C. Self-Regulatory Organization's Statement on Comments on the Proposed 
Rule Change Received From Members, Participants, or Others

    No written comments were solicited or received with respect to the 
proposed rule change.

III. Date of Effectiveness of the Proposed Rule Change and Timing for 
Commission Action

    Within 45 days of the date of publication of this notice in the 
Federal Register or within such longer period up to 90 days (i) as the 
Commission may designate if it finds such longer period to be 
appropriate and publishes its reasons for so finding or (ii) as to 
which the self-regulatory organization consents, the Commission will:
    (A) By order approve or disapprove the proposed rule change, or
    (B) institute proceedings to determine whether the proposed rule 
change should be disapproved.

IV. Solicitation of Comments

    Interested persons are invited to submit written data, views and 
arguments concerning the foregoing, including whether the proposed rule 
change is consistent with the Act. Comments may be submitted by any of 
the following methods:

Electronic Comments

     Use the Commission's Internet comment form (http://www.sec.gov/rules/sro.shtml); or
     Send an email to [email protected]. Please include 
File Number SR-NYSEARCA-2016-25 on the subject line.

Paper Comments

     Send paper comments in triplicate to Secretary, Securities 
and Exchange Commission, 100 F Street NE., Washington, DC 20549-1090.

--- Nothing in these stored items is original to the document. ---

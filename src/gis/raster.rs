use std::path::Path;
use std::path::PathBuf;

use gdal::Dataset;
use gdal::raster::Buffer;
use gdal::spatial_ref::AxisMappingStrategy;
use gdal::spatial_ref::CoordTransform;
use gdal::spatial_ref::SpatialRef;
use image::GrayImage;
use image::ImageFormat;
use image::Luma;
use image::Rgb as ImageRgb;
use image::RgbImage;

use crate::errors::CommandError;
use crate::gis::vector::wgs84;
use crate::session::reference::RasterOverlay;
use crate::utils::extent::Extent;

// points sampled along each edge of the raster when finding its geographic bounds, since straight edges in a projected system may curve in latitude and longitude.
const EDGE_SAMPLES: usize = 21;

#[derive(Clone,Debug)]
pub(crate) struct RasterSettings {
    pub(crate) max_dimension: usize,
    pub(crate) output_directory: PathBuf
}

pub(crate) struct RasterBounds {
    coord_min_x: f64,
    transform_x_factor: f64,
    coord_min_y: f64,
    transform_y_factor: f64,
    pixel_width: usize,
    pixel_height: usize,
}

impl RasterBounds {

    pub(crate) fn pixels_to_coords(&self, x: f64, y: f64) -> (f64,f64) {
        // https://gis.stackexchange.com/a/299572
        let lon = x * self.transform_x_factor + self.coord_min_x;
        let lat = y * self.transform_y_factor + self.coord_min_y;
        (lon,lat)
    }

    pub(crate) fn coords_to_pixels(&self, lon: f64, lat: f64) -> (f64,f64) {
        // this is just the reverse of the other
        let x = (lon - self.coord_min_x)/self.transform_x_factor;
        let y = (lat - self.coord_min_y)/self.transform_y_factor;
        (x,y)

    }

    /// Pixel positions around the outside of the raster, corners included.
    fn edge_pixels(&self) -> Vec<(f64,f64)> {
        #[allow(clippy::cast_precision_loss)]
        let (width,height) = (self.pixel_width as f64, self.pixel_height as f64);
        let mut result = Vec::with_capacity(EDGE_SAMPLES * 4);
        for step in 0..EDGE_SAMPLES {
            #[allow(clippy::cast_precision_loss)]
            let fraction = step as f64 / (EDGE_SAMPLES - 1) as f64;
            result.push((fraction * width, 0.0));
            result.push((fraction * width, height));
            result.push((0.0, fraction * height));
            result.push((width, fraction * height));
        }
        result
    }

}

pub(crate) struct RasterBandBuffer {
    width: usize,
    height: usize,
    buffer: Buffer<u8>,
}

impl RasterBandBuffer {

    /// Nearest neighbor lookup. Positions outside of the raster have no value.
    pub(crate) fn get_value(&self, x: f64, y: f64) -> Option<u8> {
        if y.is_sign_positive() && x.is_sign_positive() {
            let (column,row) = (x.floor() as usize, y.floor() as usize);
            if column < self.width && row < self.height {
                self.buffer.data().get((row * self.width) + column).copied()
            } else {
                None
            }
        } else {
            None
        }

    }

}

pub(crate) struct RasterMap {
    dataset: Dataset
}

impl RasterMap {

    pub(crate) fn open<FilePath: AsRef<Path>>(path: FilePath) -> Result<Self,CommandError> {
        Ok(Self {
            dataset: Dataset::open(path)?
        })
    }

    pub(crate) fn band_count(&self) -> usize {
        self.dataset.raster_count()
    }

    /// Reads a band as bytes. GDAL clamps values that don't fit.
    pub(crate) fn read_band(&self, index: usize) -> Result<RasterBandBuffer,CommandError> {
        if index == 0 || index > self.band_count() {
            return Err(CommandError::EmptyRasterBand(index))
        }
        let band = self.dataset.rasterband(index)?; // 1-based array
        let buffer = band.read_band_as::<u8>()?;
        let (width,height) = self.dataset.raster_size();
        Ok(RasterBandBuffer {
            width,
            height,
            buffer
        })
    }

    pub(crate) fn bounds(&self) -> Result<RasterBounds,CommandError> {
        let [coord_left,transform_x_factor,_,coord_top,_,transform_y_factor] = self.dataset.geo_transform()?;
        let (pixel_width,pixel_height) = self.dataset.raster_size();
        Ok(RasterBounds {
            coord_min_x: coord_left,
            transform_x_factor,
            coord_min_y: coord_top,
            transform_y_factor,
            pixel_width,
            pixel_height
        })

    }

    pub(crate) fn spatial_ref(&self, name: &str) -> Result<SpatialRef,CommandError> {
        let mut srs = self.dataset.spatial_ref().map_err(|_| CommandError::MissingSpatialReference(name.to_owned()))?;
        srs.set_axis_mapping_strategy(AxisMappingStrategy::TraditionalGisOrder);
        Ok(srs)
    }

    pub(crate) fn pixel_size(&self) -> (usize,usize) {
        self.dataset.raster_size()
    }

}

/// The geographic extent of the raster, found by projecting points along its edges.
fn geographic_extent(bounds: &RasterBounds, to_geographic: &CoordTransform) -> Result<Extent,CommandError> {
    let (mut xs,mut ys): (Vec<f64>,Vec<f64>) = bounds.edge_pixels().into_iter().map(|(x,y)| bounds.pixels_to_coords(x, y)).unzip();
    let mut zs = vec![0.0;xs.len()];
    to_geographic.transform_coords(&mut xs, &mut ys, &mut zs)?;
    let west = xs.iter().copied().fold(f64::INFINITY, f64::min);
    let east = xs.iter().copied().fold(f64::NEG_INFINITY, f64::max);
    let south = ys.iter().copied().fold(f64::INFINITY, f64::min);
    let north = ys.iter().copied().fold(f64::NEG_INFINITY, f64::max);
    Ok(Extent::new(west, south, east, north))
}

/// Chooses the image size for the reprojected raster. It keeps the aspect ratio of the geographic extent, and is never larger than the source or the configured maximum.
pub(crate) fn output_size(extent: &Extent, source_size: (usize,usize), max_dimension: usize) -> (usize,usize) {
    let longest = source_size.0.max(source_size.1).min(max_dimension).max(1);
    #[allow(clippy::cast_precision_loss)]
    let longest_float = longest as f64;
    if extent.width >= extent.height {
        let height = if extent.width > 0.0 {
            (longest_float * extent.height / extent.width).round() as usize
        } else {
            longest
        };
        (longest,height.max(1))
    } else {
        let width = (longest_float * extent.width / extent.height).round() as usize;
        (width.max(1),longest)
    }
}

fn overlay_file_name(path: &Path) -> String {
    let stem = path.file_stem().map_or_else(|| "raster".to_owned(), |stem| stem.to_string_lossy().into_owned());
    let stem: String = stem.chars().map(|c| if c.is_ascii_alphanumeric() || c == '-' || c == '_' { c } else { '_' }).collect();
    format!("{stem}_overlay.png")
}

/// Reprojects the raster to WGS 84 with nearest neighbor sampling, and writes it as a PNG. Rasters with three or more bands become RGB from the first three, others are grayscale from the first.
pub(crate) fn render_overlay(path: &Path, settings: &RasterSettings) -> Result<RasterOverlay,CommandError> {
    let name = path.display().to_string();
    let raster = RasterMap::open(path)?;
    let source_srs = raster.spatial_ref(&name)?;
    let target_srs = wgs84()?;
    let to_geographic = CoordTransform::new(&source_srs, &target_srs)?;
    let from_geographic = CoordTransform::new(&target_srs, &source_srs)?;

    let bounds = raster.bounds()?;
    let extent = geographic_extent(&bounds, &to_geographic)?;
    let (width,height) = output_size(&extent, raster.pixel_size(), settings.max_dimension);

    let bands = if raster.band_count() >= 3 {
        vec![raster.read_band(1)?,raster.read_band(2)?,raster.read_band(3)?]
    } else {
        vec![raster.read_band(1)?]
    };

    #[allow(clippy::cast_precision_loss)]
    let (step_x,step_y) = (extent.width / width as f64, extent.height / height as f64);
    let mut pixels = vec![0_u8; width * height * bands.len()];

    for row in 0..height {
        #[allow(clippy::cast_precision_loss)]
        let lat = extent.north() - (row as f64 + 0.5) * step_y;
        #[allow(clippy::cast_precision_loss)]
        let mut xs: Vec<f64> = (0..width).map(|column| extent.west + (column as f64 + 0.5) * step_x).collect();
        let mut ys = vec![lat;width];
        let mut zs = vec![0.0;width];
        from_geographic.transform_coords(&mut xs, &mut ys, &mut zs)?;
        for (column,(x,y)) in xs.into_iter().zip(ys).enumerate() {
            let (pixel_x,pixel_y) = bounds.coords_to_pixels(x, y);
            for (band_index,band) in bands.iter().enumerate() {
                if let Some(value) = band.get_value(pixel_x, pixel_y) {
                    if let Some(target) = pixels.get_mut((row * width + column) * bands.len() + band_index) {
                        *target = value
                    }
                }
            }
        }
    }

    let image_width = u32::try_from(width).map_err(|_| CommandError::RasterTooLarge(width,height))?;
    let image_height = u32::try_from(height).map_err(|_| CommandError::RasterTooLarge(width,height))?;
    std::fs::create_dir_all(&settings.output_directory)?;
    let output = settings.output_directory.join(overlay_file_name(path));

    if bands.len() >= 3 {
        let image = RgbImage::from_fn(image_width, image_height, |x,y| {
            let start = ((y as usize) * width + (x as usize)) * 3;
            let pixel = pixels.get(start..start + 3).unwrap_or(&[0,0,0]);
            ImageRgb([pixel[0],pixel[1],pixel[2]])
        });
        image.save_with_format(&output, ImageFormat::Png)?;
    } else {
        let image = GrayImage::from_fn(image_width, image_height, |x,y| {
            Luma([pixels.get((y as usize) * width + (x as usize)).copied().unwrap_or(0)])
        });
        image.save_with_format(&output, ImageFormat::Png)?;
    }

    Ok(RasterOverlay {
        image: output,
        bounds: extent
    })
}

#[cfg(test)]
mod test {

    use std::path::Path;

    use gdal::DriverManager;
    use gdal::spatial_ref::SpatialRef;

    use super::output_size;
    use super::overlay_file_name;
    use super::render_overlay;
    use super::RasterBounds;
    use super::RasterSettings;
    use crate::errors::CommandError;
    use crate::gis::VectorSource;
    use crate::gis::vector::read_table;
    use crate::test::scratch_directory;
    use crate::utils::extent::Extent;

    fn create_geotiff(path: &Path, epsg: u32, geo_transform: [f64;6], size: (usize,usize), bands: usize) {
        let mut dataset = DriverManager::get_driver_by_name("GTiff").unwrap().create_with_band_type::<u8,_>(path, size.0, size.1, bands).unwrap();
        dataset.set_geo_transform(&geo_transform).unwrap();
        dataset.set_spatial_ref(&SpatialRef::from_epsg(epsg).unwrap()).unwrap();
    }

    fn assert_close(actual: f64, expected: f64) {
        assert!((actual - expected).abs() < 1e-9,"{actual} != {expected}");
    }

    #[test]
    fn test_output_size_keeps_aspect_and_limit() {
        let wide = Extent::new(0.0,0.0,2.0,1.0);
        assert_eq!(output_size(&wide,(4000,3000),2048),(2048,1024));
        assert_eq!(output_size(&wide,(100,80),2048),(100,50));
        let tall = Extent::new(0.0,0.0,1.0,4.0);
        assert_eq!(output_size(&tall,(500,500),2048),(125,500));
    }

    #[test]
    fn test_pixel_coordinate_round_trip() {
        let bounds = RasterBounds {
            coord_min_x: 300000.0,
            transform_x_factor: 30.0,
            coord_min_y: 6300000.0,
            transform_y_factor: -30.0,
            pixel_width: 100,
            pixel_height: 50,
        };
        let (x,y) = bounds.pixels_to_coords(10.0, 20.0);
        assert_eq!((x,y),(300300.0,6299400.0));
        assert_eq!(bounds.coords_to_pixels(x, y),(10.0,20.0));
        assert_eq!(bounds.edge_pixels().len(),84);
    }

    #[test]
    fn test_overlay_file_name() {
        assert_eq!(overlay_file_name(Path::new("/tmp/my dem.tif")),"my_dem_overlay.png");
    }

    #[test]
    fn test_geographic_raster_keeps_its_bounds() {
        let directory = scratch_directory("geographic_raster");
        let path = directory.join("dem.tif");
        create_geotiff(&path, 4326, [-71.0,0.01,0.0,-33.0,0.0,-0.01], (100,50), 1);
        let settings = RasterSettings {
            max_dimension: 2048,
            output_directory: directory.join("overlays")
        };
        let overlay = render_overlay(&path, &settings).unwrap();
        assert_close(overlay.bounds.west,-71.0);
        assert_close(overlay.bounds.south,-33.5);
        assert_close(overlay.bounds.east(),-70.0);
        assert_close(overlay.bounds.north(),-33.0);
        assert_eq!(overlay.image,directory.join("overlays").join("dem_overlay.png"));
        assert_eq!(image::image_dimensions(&overlay.image).unwrap(),(100,50));

        // a raster isn't a vector source
        assert!(matches!(read_table(&VectorSource::File(path)),Err(CommandError::NoVectorLayers(_))));
    }

    #[test]
    fn test_projected_raster_bounds_are_geographic() {
        let directory = scratch_directory("projected_raster");
        let path = directory.join("photo.tif");
        // 3 km square in UTM zone 19S, near Santiago
        create_geotiff(&path, 32719, [350000.0,30.0,0.0,6300000.0,0.0,-30.0], (100,100), 3);
        let settings = RasterSettings {
            max_dimension: 64,
            output_directory: directory.clone()
        };
        let overlay = render_overlay(&path, &settings).unwrap();
        let bounds = overlay.bounds;
        assert!((-71.0..-70.0).contains(&bounds.west),"west {}",bounds.west);
        assert!((-34.0..-33.0).contains(&bounds.south),"south {}",bounds.south);
        assert!(bounds.width > 0.02 && bounds.width < 0.05,"width {}",bounds.width);
        assert!(bounds.height > 0.02 && bounds.height < 0.05,"height {}",bounds.height);
        let (width,height) = image::image_dimensions(&overlay.image).unwrap();
        assert_eq!(width.max(height),64);
    }
}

sonyaAll submissions should refer to File Number SR-NYSEARCA-2016-25. 
This file number should be included on the subject line if email is 
used. To help the Commission process and review your comments more 
efficiently, please use only one method. The Commission will post all 
comments on the Commission's Internet Web site (http://www.sec.gov/rules/sro.shtml). Copies of the submission, all subsequent amendments, 
all written statements with respect to the proposed rule change that 
are filed with the Commission, and all written communications relating 
to the proposed rule change between the Commission and any person, 
other than those that may be withheld from the public in accordance 
with the provisions of 5 U.S.C. 552, will be available for Web site 
viewing and printing in the Commission's Public Reference Room, 100 F 
Street NE., Washington, DC 20549, on official business days between the 
hours of 10:00 a.m. and 3:00 p.m. Copies of the filing also will be 
available for inspection and copying at the principal office of the 
Exchange. All comments received will be posted without change; the 
Commission does not edit personal identifying information from 
submissions. You should submit only information that you wish to make 
available publicly. All submissions should refer to File Number SR-
NYSEARCA-2016-25 and should be submitted on or before April 12, 2016.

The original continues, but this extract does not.